As time goes on, it seems that the customer continually wants more. Not only that, but they want it cheaper and faster but with the same quality. So, what’s wrong with that? After all, the written rule has always been that ‘the customer is always right’. Or does it say, “the customer is more important than sustainability”? As business owners, we need to realise that we actually teach our clients how to treat us. By allowing customers to handicap us, we fail them in the long run.
When businesses succumb to the pressure to make a product cheaper, the product may inevitably suffer. After all, you get what you pay for. Even worse, sometimes your staff suffer too - and what is your business without your staff? The tendency is for the company to side with the once-off, unreasonable, demanding (often rude) customer, rather than its loyal and well-informed, hard-working members of staff.
While I’m not saying that “the customer is always wrong” or that we should change the way business is done, consider that the following phrase: ‘The customer is always right’ was popularised in the early 1900 by Harry Selfridge, who founded the Selfridge’s department store in London. There is more to the history of this saying, however, as Harry Selfridge adapted it from the phrase ‘the customer is never wrong’ credited to César Ritz, a French hotelier in 1908. Since nothing else in the world has changed, why should this statement change?
The phrase that I prefer, and which is a lot more recent, was coined by Herb Kelleher, CEO of South West Airline in America. He said it after receiving yet another complaint from a regular customer of the airline. This customer would, after each flight and without fail, complain about the airline and the new directions it was taking. After numerous replies, apologies and explanations, the customer relations department eventually handed the file, nicknamed "Pen Pal", to Herb. Within 60 seconds he simply replied:
“'Dear Mrs. Crabapple, we will miss you. Love, Herb.'"

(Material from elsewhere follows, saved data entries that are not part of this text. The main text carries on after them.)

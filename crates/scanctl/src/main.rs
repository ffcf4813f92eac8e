//! scanctl - drive barcode scan sessions from the command line
//!
//! Subcommands:
//! - `scanctl devices` - List cameras and show which one a scan would use
//! - `scanctl scan` - Run one scan attempt against the simulated camera
//! - `scanctl config` - Print the effective configuration and its sources

use std::path::PathBuf;

use anyhow::{Context, Result};
use clap::{Parser, Subcommand};

mod commands;

#[derive(Parser)]
#[command(name = "scanctl")]
#[command(about = "Drive barcode scan sessions")]
#[command(version)]
struct Cli {
    /// Config file used in place of ./scandesk.toml
    #[arg(short, long, global = true)]
    config: Option<PathBuf>,

    #[command(subcommand)]
    command: Commands,
}

#[derive(Subcommand)]
enum Commands {
    /// List video inputs and the camera a scan would pick
    Devices {
        /// Simulate a machine with no cameras
        #[arg(long)]
        no_devices: bool,

        /// Print JSON instead of text
        #[arg(long)]
        json: bool,
    },

    /// Run one scan attempt
    Scan {
        /// Barcode text the simulated decoder will find
        #[arg(long, default_value = "FE001")]
        code: String,

        /// Empty frames before the code shows up
        #[arg(long, default_value = "3")]
        after_frames: usize,

        /// Decline the camera permission prompt
        #[arg(long)]
        deny_permission: bool,

        /// Simulate a machine with no cameras
        #[arg(long)]
        no_devices: bool,

        /// Stop the attempt after this many milliseconds
        #[arg(long)]
        cancel_after_ms: Option<u64>,

        /// Print JSON instead of text
        #[arg(long)]
        json: bool,
    },

    /// Print the effective configuration
    Config,
}

#[tokio::main]
async fn main() -> Result<()> {
    let cli = Cli::parse();

    let (config, sources) = scanconf::ScanConfig::load_with_sources_from(cli.config.as_deref())
        .context("Failed to load configuration")?;

    tracing_subscriber::fmt()
        .with_env_filter(
            tracing_subscriber::EnvFilter::try_from_default_env()
                .unwrap_or_else(|_| tracing_subscriber::EnvFilter::new(&config.telemetry.log_level)),
        )
        .with_writer(std::io::stderr)
        .init();

    match cli.command {
        Commands::Devices { no_devices, json } => {
            commands::devices(&config, no_devices, json).await?;
        }
        Commands::Scan {
            code,
            after_frames,
            deny_permission,
            no_devices,
            cancel_after_ms,
            json,
        } => {
            commands::scan(
                &config,
                commands::ScanOptions {
                    code,
                    after_frames,
                    deny_permission,
                    no_devices,
                    cancel_after_ms,
                    json,
                },
            )
            .await?;
        }
        Commands::Config => {
            commands::show_config(&config, &sources);
        }
    }

    Ok(())
}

Some customers are simply not worth having. They take up far too much time and as we are all n business to make money time is money. That means doing what is legally necessary, to accept criticism from our customers, and if letting them believe they are right is required, that is fine – as long as it is not done to the detriment of you as the owner, your business or your staff. Once again, this need not necessarily be because you like your staff, but because you need them, they will be back at work tomorrow and your client most probably won’t be.